Analyzing Stock Trend using News Articles

DOI : 10.17577/IJERTCONV8IS15003

Download Full-Text PDF Cite this Publication

Text Only Version

Analyzing Stock Trend using News Articles

Shravan Bhat, Siddhanth M, Sampath Kumar, Dr. Rekha B Venkatapur, Head of the Department Dept. of Computer Science & Engineering

K.S Institute of Technology, Bangalore, India

Abstract – Data surpassed Oil as the most valuable resource in the world. We are living in an age where the value of data is more than any other resource. As such, the world economy is in one way or another linked to the data that is being produced. The world economy runs on the basis of the stock market. The stock market is intertwined with the current affairs and the news. For instance, the news of bad loans in the crisis of Yes Bank, as it dropped by 86%. This is an example of how news affects the stock market. There are many factors by which the stock trends are affected, one of which is daily news articles.

Recent studies have shown that the massive amount of online information and various social media discussions and news stories tend to have an observable effect on the financial market. So, the goal would be to analyze and determine whether there is any significant link between the news articles and the news on the internet on the stock market or rather whether it has any impact on the shares of stocks of a company

Keywords – Machine Learning, Natural Language Processing, Stock market prediction, Analytics, Neural Network

  1. INTRODUCTION

    Stock market is an aggregation or a cluster of buyer and seller of stocks, which basically represent the ownership of a business. So, these stocks can be bought and sold on stock exchanges. Since, the stocks issued by individual companies are affected by many different factors both inside and outside the company, the stock market is very unpredictable. Therefore, a successful prediction could yield a significant profit. Recent studies have shown that the massive amount of online information and various social media discussions and news stories tend to have an observable effect on the financial market. So, the goal would be to analyze and determine whether there is any significant link between the news articles and the news on the internet on the stock market or rather whether it has any impact on the shares of stocks of a company. We can also thus figure out how each news headline could in turn change the stock market.

  2. METHODOLOGY The project is broken into 6 parts

    PART I: Data collection and sentiment analysis PART II: Developing the ML model

    PART III: Training the ML model with training data PART IV: Calculating the performance of the model. PART V: Testing the ML model with testing data PART VI: Accuracy of the ML model.

    1. Data collection and sentiment analysis

      First step is to download the data from various news sources and their respective apis. The news sources we used for retrieving the data are:

      1. https://www.economictimes.com

      2. https://www.deccanherald.com

      3. https://www.moneycontrol.com

      4. https://www/finance.yahoo.com

      5. https://www.investing.com

        We processed over 20 lakh news articles over 8 years which is more than any previous study that we could find. Data is downloaded from the stock market indices and platforms with information like high, low, volume traded etc. This scraping of information will be done with help of BeautifulSoup4 – A library in python for extracting data. We will now parse the given information which has been downloaded, to process and remove any unnecessary information. From the news articles, only the financial news will be loaded and any extra tags or information will be discarded. The relevant fields from the stock market data will also be parsed in similar manner.

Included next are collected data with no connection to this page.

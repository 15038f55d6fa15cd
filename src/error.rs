//! Comprehensive error types for bomcheck operations.
//!
//! This module defines all error types with actionable error messages.

use std::path::PathBuf;
use thiserror::Error;

/// Result type alias for bomcheck operations
pub type Result<T> = std::result::Result<T, BomcheckError>;

/// Main error type for all bomcheck operations
#[derive(Error, Debug)]
pub enum BomcheckError {
    /// CLI argument errors
    #[error("CLI error: {0}")]
    Cli(#[from] CliError),

    /// IO errors
    #[error("IO error: {0}")]
    Io(#[from] std::io::Error),

    /// JSON serialization errors
    #[error("JSON error: {0}")]
    Json(#[from] serde_json::Error),

    /// CSV read/write errors
    #[error("CSV error: {0}")]
    Csv(#[from] csv::Error),

    /// TOML parsing errors
    #[error("TOML error: {0}")]
    Toml(#[from] toml::de::Error),

    /// Bundling pipeline errors
    #[error("Dist error: {0}")]
    Dist(#[from] crate::dist::Error),

    /// Check data errors
    #[error("Data error: {0}")]
    Data(#[from] DataError),

    /// Generic errors from anyhow
    #[error("{0}")]
    Anyhow(#[from] anyhow::Error),
}

/// CLI-specific errors
#[derive(Error, Debug)]
pub enum CliError {
    /// Invalid command line arguments
    #[error("Invalid arguments: {reason}")]
    InvalidArguments {
        /// Reason for the error
        reason: String,
    },

    /// Missing required argument
    #[error("Missing required argument: {argument}")]
    MissingArgument {
        /// Argument name
        argument: String,
    },

    /// Command execution failed
    #[error("Command execution failed: {command} - {reason}")]
    ExecutionFailed {
        /// Command that failed
        command: String,
        /// Reason for the error
        reason: String,
    },
}

/// Errors raised while loading or interpreting check data
#[derive(Error, Debug)]
pub enum DataError {
    /// An input file the operation needs does not exist
    #[error("input file not found: {}", path.display())]
    MissingInput {
        /// Path that was looked up
        path: PathBuf,
    },

    /// A table file parsed but held no usable rows
    #[error("no data rows in {}", path.display())]
    EmptyTable {
        /// Table that was read
        path: PathBuf,
    },

    /// A source file has an extension no parser claims
    #[error("unsupported file format: {}", path.display())]
    UnsupportedFormat {
        /// File that was offered
        path: PathBuf,
    },

    /// The invalid-part database file is malformed
    #[error("invalid-part database {}: {reason}", path.display())]
    BadDatabase {
        /// Database path
        path: PathBuf,
        /// What was wrong with it
        reason: String,
    },

    /// The binding library file is malformed
    #[error("binding library {}: {reason}", path.display())]
    BadLibrary {
        /// Library path
        path: PathBuf,
        /// What was wrong with it
        reason: String,
    },

    /// Referenced account does not exist
    #[error("account {username} not found")]
    UnknownAccount {
        /// Account name that was looked up
        username: String,
    },

    /// Account name is already taken
    #[error("account {username} already exists")]
    DuplicateAccount {
        /// Conflicting account name
        username: String,
    },
}

impl BomcheckError {
    /// Exit code the process should report for this error
    pub fn exit_code(&self) -> i32 {
        match self {
            BomcheckError::Cli(_) => 2,
            _ => 1,
        }
    }
}

#[cfg(test)]
mod tests {
    use super::*;

    #[test]
    fn data_errors_name_the_offending_path() {
        let err = DataError::MissingInput {
            path: PathBuf::from("bom/missing.csv"),
        };
        assert!(err.to_string().contains("bom/missing.csv"));
    }

    #[test]
    fn cli_errors_exit_with_usage_code() {
        let err = BomcheckError::Cli(CliError::InvalidArguments {
            reason: "bad flag".into(),
        });
        assert_eq!(err.exit_code(), 2);

        let err = BomcheckError::Data(DataError::UnknownAccount {
            username: "ghost".into(),
        });
        assert_eq!(err.exit_code(), 1);
    }
}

        Determining the polarity of the news article

        This is done by using the library Vader Analysis. The library goes through the article and assigns a value which is used in determining the polarity of the news article. Vader library is used for determining polarity in a very efficient way. The library classifies information into 4 different types:

        1. Positive: if the assigned score > 0

        2. Negative: if the assigned score < 0

        3. Neutral: if the assigned score ~ 0

        4. Compound: the sum of positive and negative and the sentiment score

        After downloading the news articles, we assign each heading a vader score. We chose this library since we found it has a lot of accuracy for news articles. The negative aspect is that for financial news articles there tended to be more false positives due to which we also had to include some bag of words for common negative sentiment words which were being wrongly classified. Thus we achieved a parsed csv file which had the vader score for each headline.

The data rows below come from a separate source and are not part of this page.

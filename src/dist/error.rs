//! Error types for the distribution pipeline.

use std::path::{Path, PathBuf};
use thiserror::Error;

/// Result type alias for pipeline operations
pub type Result<T> = std::result::Result<T, Error>;

/// Errors raised while building a distribution.
#[derive(Error, Debug)]
pub enum Error {
    /// Catch-all for one-off failures constructed via [`crate::bail!`]
    #[error("{0}")]
    GenericError(String),

    /// IO errors without path context
    #[error("IO error: {0}")]
    IoError(#[from] std::io::Error),

    /// Filesystem errors carrying the operation and the path it touched
    #[error("{operation} failed for {}: {source}", path.display())]
    Fs {
        /// What the pipeline was doing
        operation: String,
        /// Path the operation touched
        path: PathBuf,
        /// Underlying IO error
        source: std::io::Error,
    },

    /// A declared resource or sideload entry does not exist on disk
    #[error("declared resource does not exist: {}", path.display())]
    MissingResource {
        /// Path that was declared in the manifest
        path: PathBuf,
    },

    /// A required external tool is not installed
    #[error("required tool not found on PATH: {tool}")]
    ToolNotFound {
        /// Program name that could not be located
        tool: String,
    },

    /// An external command exited with a failure status
    #[error("command `{command}` exited with status {status}")]
    CommandFailed {
        /// Rendered command line
        command: String,
        /// Exit status, or "signal" when terminated
        status: String,
    },

    /// A pipeline step failed; the whole run is aborted
    #[error("{step} step failed: {source}")]
    StepFailed {
        /// Name of the failed step
        step: &'static str,
        /// The step's underlying error
        source: Box<Error>,
    },

    /// Archive read/write errors
    #[error("archive error: {0}")]
    Zip(#[from] zip::result::ZipError),

    /// Manifest serialization errors
    #[error("manifest serialization error: {0}")]
    Json(#[from] serde_json::Error),
}

/// Constructs a pipeline `GenericError` from format arguments and returns it
/// from the enclosing function.
#[macro_export]
macro_rules! bail {
    ($($arg:tt)*) => {
        return Err($crate::dist::error::Error::GenericError(format!($($arg)*)).into())
    };
}

/// Extension for attaching operation + path context to filesystem results.
pub trait ErrorExt<T> {
    /// Wraps an IO error with the operation name and the path it touched.
    fn fs_context(self, operation: &str, path: &Path) -> Result<T>;
}

impl<T> ErrorExt<T> for std::result::Result<T, std::io::Error> {
    fn fs_context(self, operation: &str, path: &Path) -> Result<T> {
        self.map_err(|source| Error::Fs {
            operation: operation.to_string(),
            path: path.to_path_buf(),
            source,
        })
    }
}

/// Extension for converting `Option`s and foreign errors into pipeline errors
/// with a short message.
pub trait Context<T> {
    /// Replaces `None` (or wraps an error) with a [`Error::GenericError`].
    fn context(self, message: &str) -> Result<T>;
}

impl<T> Context<T> for Option<T> {
    fn context(self, message: &str) -> Result<T> {
        self.ok_or_else(|| Error::GenericError(message.to_string()))
    }
}

impl<T, E: std::fmt::Display> Context<T> for std::result::Result<T, E> {
    fn context(self, message: &str) -> Result<T> {
        self.map_err(|e| Error::GenericError(format!("{}: {}", message, e)))
    }
}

    2. Developing the ML model

      The ML model was developed using Tensorflow and Keras library and was executed on Google Colab. The dataset is divided into 80-20 ratio (80 for training, 20 for testing)

      The ML model can be broken down into 6 parts:

      1. Importing all the dependencies

      2. Creating the neural networks

      3. Training the model

      4. Evaluation of the model

      5. Testing the model

      6. Accuracy of the models.

    3. Developing the ML model

      train_model=model.fit(X_train[0:],y_train[0:], epochs=500,verbose=False,shuffle=True)

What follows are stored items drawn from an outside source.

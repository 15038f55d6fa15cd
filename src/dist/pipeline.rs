//! End-to-end dist pipeline.
//!
//! Steps run strictly in order: bootstrap, build, stage, package. The first
//! failure aborts the run and the returned error names the step that failed,
//! so a broken dependency fetch can never be followed by a build, and a
//! broken build can never produce an artifact.

use super::checksum::checksum_path;
use super::error::{Error, Result};
use super::settings::{PackageMode, Settings};
use super::{archive, bootstrap, build, stage};
use serde::Serialize;
use std::path::{Path, PathBuf};

/// Switches for skipping pipeline steps on repeated runs.
#[derive(Debug, Clone, Copy, Default)]
pub struct PipelineOptions {
    /// Skip environment preparation entirely.
    pub skip_bootstrap: bool,
    /// Stage a previously built binary instead of rebuilding.
    pub skip_build: bool,
}

/// What a completed pipeline run produced.
#[derive(Debug, Clone)]
pub struct DistArtifact {
    /// `directory` or `archive`.
    pub kind: String,
    /// Absolute path of the produced bundle.
    pub path: PathBuf,
    /// Size in bytes; for directory bundles, the sum over all files.
    pub size: u64,
    /// Hex-encoded SHA-256 of the artifact contents.
    pub checksum: String,
}

pub struct Pipeline {
    settings: Settings,
    options: PipelineOptions,
}

impl Pipeline {
    pub fn new(settings: Settings, options: PipelineOptions) -> Self {
        Self { settings, options }
    }

    pub fn settings(&self) -> &Settings {
        &self.settings
    }

    /// Runs the full pipeline and returns the produced artifact.
    pub async fn run(&self) -> Result<DistArtifact> {
        let settings = &self.settings;
        log::info!(
            "Bundling {} v{} ({} mode)",
            settings.product_name(),
            settings.version(),
            settings.mode()
        );

        // 1. Prepare the environment (idempotent).
        if self.options.skip_bootstrap {
            log::info!("Skipping the bootstrap step");
        } else {
            bootstrap::run(settings)
                .await
                .map_err(step_error("bootstrap"))?;
        }

        // 2. Compile the binary.
        if self.options.skip_build {
            log::info!("Skipping the build step");
        } else {
            build::run(settings).await.map_err(step_error("build"))?;
        }

        // 3. Stage the binary with its declared resources.
        let stage_dir = stage::run(settings).await.map_err(step_error("stage"))?;

        // 4. Package according to the configured mode.
        let artifact_path = match settings.mode() {
            PackageMode::Directory => stage_dir.clone(),
            PackageMode::Archive => archive::run(settings, &stage_dir)
                .await
                .map_err(step_error("archive"))?,
        };

        // 5. Describe the artifact and record the run beside it.
        let artifact = self
            .describe(artifact_path)
            .await
            .map_err(step_error("manifest"))?;
        self.write_run_manifest(&artifact)
            .await
            .map_err(step_error("manifest"))?;

        log::info!(
            "✓ Bundle complete: {} ({} bytes)",
            artifact.path.display(),
            artifact.size
        );
        Ok(artifact)
    }

    async fn describe(&self, path: PathBuf) -> Result<DistArtifact> {
        let checksum = checksum_path(&path).await?;
        let size = artifact_size(&path).await?;
        Ok(DistArtifact {
            kind: self.settings.mode().to_string(),
            path,
            size,
            checksum,
        })
    }

    /// Writes `dist-manifest.json` into the output directory.
    async fn write_run_manifest(&self, artifact: &DistArtifact) -> Result<()> {
        let out_dir = self.settings.out_dir();
        let relative = artifact
            .path
            .strip_prefix(&out_dir)
            .unwrap_or(&artifact.path);

        let doc = RunManifest {
            product: self.settings.product_name(),
            version: self.settings.version().to_string(),
            description: self.settings.description(),
            console: self.settings.console(),
            created: chrono::Utc::now().to_rfc3339(),
            authors: self.settings.authors(),
            homepage: self.settings.homepage(),
            artifact: RunArtifact {
                kind: &artifact.kind,
                path: relative.to_string_lossy().into_owned(),
                size: artifact.size,
                sha256: &artifact.checksum,
            },
        };

        let manifest_path = out_dir.join("dist-manifest.json");
        let body = serde_json::to_string_pretty(&doc)?;
        tokio::fs::write(&manifest_path, body).await?;
        log::debug!("Recorded run manifest at {}", manifest_path.display());
        Ok(())
    }
}

fn step_error(step: &'static str) -> impl FnOnce(Error) -> Error {
    move |source| Error::StepFailed {
        step,
        source: Box::new(source),
    }
}

async fn artifact_size(path: &Path) -> Result<u64> {
    let metadata = tokio::fs::metadata(path).await?;
    if metadata.is_file() {
        return Ok(metadata.len());
    }
    let total = walkdir::WalkDir::new(path)
        .follow_links(false)
        .into_iter()
        .filter_map(|entry| entry.ok())
        .filter(|entry| entry.file_type().is_file())
        .filter_map(|entry| entry.metadata().ok())
        .map(|metadata| metadata.len())
        .sum();
    Ok(total)
}

#[derive(Serialize)]
struct RunManifest<'a> {
    product: &'a str,
    version: String,
    description: &'a str,
    console: bool,
    created: String,
    #[serde(skip_serializing_if = "Option::is_none")]
    authors: Option<&'a [String]>,
    #[serde(skip_serializing_if = "Option::is_none")]
    homepage: Option<&'a str>,
    artifact: RunArtifact<'a>,
}

#[derive(Serialize)]
struct RunArtifact<'a> {
    kind: &'a str,
    path: String,
    size: u64,
    sha256: &'a str,
}

#[cfg(test)]
mod tests {
    use super::*;

    #[tokio::test]
    async fn artifact_size_sums_a_directory_tree() {
        let tmp = tempfile::tempdir().unwrap();
        std::fs::create_dir_all(tmp.path().join("sub")).unwrap();
        std::fs::write(tmp.path().join("a.bin"), vec![0u8; 10]).unwrap();
        std::fs::write(tmp.path().join("sub/b.bin"), vec![0u8; 5]).unwrap();

        let size = artifact_size(tmp.path()).await.unwrap();
        assert_eq!(size, 15);
    }

    #[test]
    fn step_errors_name_the_failing_step() {
        let err = step_error("build")(Error::GenericError("boom".into()));
        assert_eq!(err.to_string(), "build step failed: boom");
    }
}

      train_model=model.fit(X_train[0:],y_train[0:], epochs=500,verbose=False,shuffle=True)

      After developing the ML model, it is compiled and then trained. The training process involves using the tensorflow library with keras. The code for running the Ml model is as follows:

      where epochs represents the number of iterations or the total number of samples on which the model is training on. Here, the number of samples used are, 79,000*500 = 39500000 samples

      fit() is the method used in Tensorflow to invoke the training process

    4. Training the ML model with training data

      After training the machine learning model i.e after processing samples, the results of the machine learning model are then analyzed for performance. The model is then taken to the next stage i.e testing the model with the testing data.

      A snapshot of the percentage change of the shares of stock according to the model:

      Input: [[-0.232 -0.2 -0.23 ]]

      Prediction: -0.05841918

      Input: [[-0.232 -0.2 -0.23 ]]

      Prediction: -0.05841918

      In the snapshot, the prediction of -0.058 indicates that the stock reduces by 0.058 points and the accuracy of the prediction in this case is 98.7%.

    5. Calculating the performance of the model

      In this stage, the machine learning model is then tested with the testing data which is a very essential step as it determines whether the training samples in the previous stage was processed properly and whether the results of the test data from the machine learning model can be used to check for real-time news articles and get the desired results.

    6. Accuracy of the ML model

    After testing the machine learning[6] on the test data, it is now required to check the accuracy of the model. How do we determine the accuracy of the machine learning model?

    The model checks whether the predicted results of the dataset matches the actual results and then it takes an overall average percentage and outputs a percentage.

    It is found that using the DenseLayers network consisting of 3 layers,

    1. input layer: consisting of 128 nodes

    2. hidden layer: consisting of 128 nodes

    3. outputlayer: consisting of 1 node,

    an accuracy of 55.45% for the dataset used.

  3. RESULTS

In general, an accuracy of 55% was achieved with a high of 61% and a low of 45%.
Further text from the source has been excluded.